Top of Given information

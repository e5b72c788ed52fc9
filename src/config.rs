use crate::dashboard::DashboardOptions;
use anyhow::Context;
use chrono::NaiveDate;
use serde::{Deserialize, Serialize};
use std::fs;
use std::path::Path;

pub const CONFIG_ENV: &str = "ROSTERD_CONFIG";

#[derive(Debug, Clone, Default, PartialEq, Serialize, Deserialize)]
pub struct RosterdConfig {
    #[serde(default)]
    pub dashboard: DashboardConfig,
    #[serde(default)]
    pub display: DisplayConfig,
    #[serde(default)]
    pub students: StudentsConfig,
    #[serde(default)]
    pub fixtures: FixturesConfig,
}

#[derive(Debug, Clone, PartialEq, Serialize, Deserialize)]
pub struct DashboardConfig {
    #[serde(default = "default_trend_days")]
    pub trend_days: usize,
    #[serde(default = "default_top_performers")]
    pub top_performers: usize,
}

impl Default for DashboardConfig {
    fn default() -> Self {
        Self {
            trend_days: default_trend_days(),
            top_performers: default_top_performers(),
        }
    }
}

impl DashboardConfig {
    pub fn options(&self) -> DashboardOptions {
        DashboardOptions {
            trend_days: self.trend_days,
            top_performers: self.top_performers,
        }
    }
}

#[derive(Debug, Clone, PartialEq, Serialize, Deserialize)]
pub struct DisplayConfig {
    /// Decimal places for attendance rates in responses.
    #[serde(default)]
    pub rate_decimals: u32,
    /// Decimal places for marks averages and statistics in responses.
    #[serde(default = "default_stat_decimals")]
    pub stat_decimals: u32,
}

impl Default for DisplayConfig {
    fn default() -> Self {
        Self {
            rate_decimals: 0,
            stat_decimals: default_stat_decimals(),
        }
    }
}

#[derive(Debug, Clone, PartialEq, Serialize, Deserialize)]
pub struct StudentsConfig {
    #[serde(default = "default_true")]
    pub cascade_on_delete: bool,
}

impl Default for StudentsConfig {
    fn default() -> Self {
        Self {
            cascade_on_delete: true,
        }
    }
}

#[derive(Debug, Clone, PartialEq, Serialize, Deserialize)]
pub struct FixturesConfig {
    #[serde(default)]
    pub load_on_start: bool,
    #[serde(default = "default_seed")]
    pub seed: u64,
    /// Anchor for generated attendance; the local date when unset.
    #[serde(default)]
    pub today: Option<NaiveDate>,
}

impl Default for FixturesConfig {
    fn default() -> Self {
        Self {
            load_on_start: false,
            seed: default_seed(),
            today: None,
        }
    }
}

fn default_trend_days() -> usize {
    7
}

fn default_top_performers() -> usize {
    5
}

fn default_stat_decimals() -> u32 {
    1
}

fn default_true() -> bool {
    true
}

fn default_seed() -> u64 {
    42
}

impl RosterdConfig {
    pub fn from_toml(text: &str) -> anyhow::Result<Self> {
        toml::from_str(text).context("failed to parse rosterd config")
    }

    pub fn load_from_file<P: AsRef<Path>>(path: P) -> anyhow::Result<Self> {
        let path = path.as_ref();
        let text = fs::read_to_string(path)
            .with_context(|| format!("failed to read config file {}", path.display()))?;
        Self::from_toml(&text)
    }

    /// `--config <path>` wins over `ROSTERD_CONFIG`; neither means defaults.
    pub fn resolve(args: &[String]) -> anyhow::Result<Self> {
        let from_args = args
            .iter()
            .position(|a| a == "--config")
            .and_then(|i| args.get(i + 1))
            .cloned();
        let path = from_args.or_else(|| std::env::var(CONFIG_ENV).ok());
        match path {
            Some(p) if !p.trim().is_empty() => Self::load_from_file(p.trim()),
            _ => Ok(Self::default()),
        }
    }
}
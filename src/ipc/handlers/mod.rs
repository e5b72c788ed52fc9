pub mod attendance;
pub mod core;
pub mod dashboard;
pub mod marks;
pub mod students;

Bottom of Given information

The data above is to be returned exactly, with nothing altered.

Answer box:
repository e5b72c788ed52fc9
filename src/config.rs
use crate::dashboard::DashboardOptions;
use anyhow::Context;
use chrono::NaiveDate;
use serde::{Deserialize, Serialize};
use std::fs;
use std::path::Path;

pub const CONFIG_ENV: &str = "ROSTERD_CONFIG";

#[derive(Debug, Clone, Default, PartialEq, Serialize, Deserialize)]
pub struct RosterdConfig {
    #[serde(default)]
    pub dashboard: DashboardConfig,
    #[serde(default)]
    pub display: DisplayConfig,
    #[serde(default)]
    pub students: StudentsConfig,
    #[serde(default)]
    pub fixtures: FixturesConfig,
}

#[derive(Debug, Clone, PartialEq, Serialize, Deserialize)]
pub struct DashboardConfig {
    #[serde(default = "default_trend_days")]
    pub trend_days: usize,
    #[serde(default = "default_top_performers")]
    pub top_performers: usize,
}

impl Default for DashboardConfig {
    fn default() -> Self {
        Self {
            trend_days: default_trend_days(),
            top_performers: default_top_performers(),
        }
    }
}

impl DashboardConfig {
    pub fn options(&self) -> DashboardOptions {
        DashboardOptions {
            trend_days: self.trend_days,
            top_performers: self.top_performers,
        }
    }
}

#[derive(Debug, Clone, PartialEq, Serialize, Deserialize)]
pub struct DisplayConfig {
    /// Decimal places for attendance rates in responses.
    #[serde(default)]
    pub rate_decimals: u32,
    /// Decimal places for marks averages and statistics in responses.
    #[serde(default = "default_stat_decimals")]
    pub stat_decimals: u32,
}

impl Default for DisplayConfig {
    fn default() -> Self {
        Self {
            rate_decimals: 0,
            stat_decimals: default_stat_decimals(),
        }
    }
}

#[derive(Debug, Clone, PartialEq, Serialize, Deserialize)]
pub struct StudentsConfig {
    #[serde(default = "default_true")]
    pub cascade_on_delete: bool,
}

impl Default for StudentsConfig {
    fn default() -> Self {
        Self {
            cascade_on_delete: true,
        }
    }
}

#[derive(Debug, Clone, PartialEq, Serialize, Deserialize)]
pub struct FixturesConfig {
    #[serde(default)]
    pub load_on_start: bool,
    #[serde(default = "default_seed")]
    pub seed: u64,
    /// Anchor for generated attendance; the local date when unset.
    #[serde(default)]
    pub today: Option<NaiveDate>,
}

impl Default for FixturesConfig {
    fn default() -> Self {
        Self {
            load_on_start: false,
            seed: default_seed(),
            today: None,
        }
    }
}

fn default_trend_days() -> usize {
    7
}

fn default_top_performers() -> usize {
    5
}

fn default_stat_decimals() -> u32 {
    1
}

fn default_true() -> bool {
    true
}

fn default_seed() -> u64 {
    42
}

impl RosterdConfig {
    pub fn from_toml(text: &str) -> anyhow::Result<Self> {
        toml::from_str(text).context("failed to parse rosterd config")
    }

    pub fn load_from_file<P: AsRef<Path>>(path: P) -> anyhow::Result<Self> {
        let path = path.as_ref();
        let text = fs::read_to_string(path)
            .with_context(|| format!("failed to read config file {}", path.display()))?;
        Self::from_toml(&text)
    }

    /// `--config <path>` wins over `ROSTERD_CONFIG`; neither means defaults.
    pub fn resolve(args: &[String]) -> anyhow::Result<Self> {
        let from_args = args
            .iter()
            .position(|a| a == "--config")
            .and_then(|i| args.get(i + 1))
            .cloned();
        let path = from_args.or_else(|| std::env::var(CONFIG_ENV).ok());
        match path {
            Some(p) if !p.trim().is_empty() => Self::load_from_file(p.trim()),
            _ => Ok(Self::default()),
        }
    }
}
filename src/ipc/handlers/mod.rs
repository e5b72c788ed52fc9
pub mod attendance;
pub mod core;
pub mod dashboard;
pub mod marks;
pub mod students;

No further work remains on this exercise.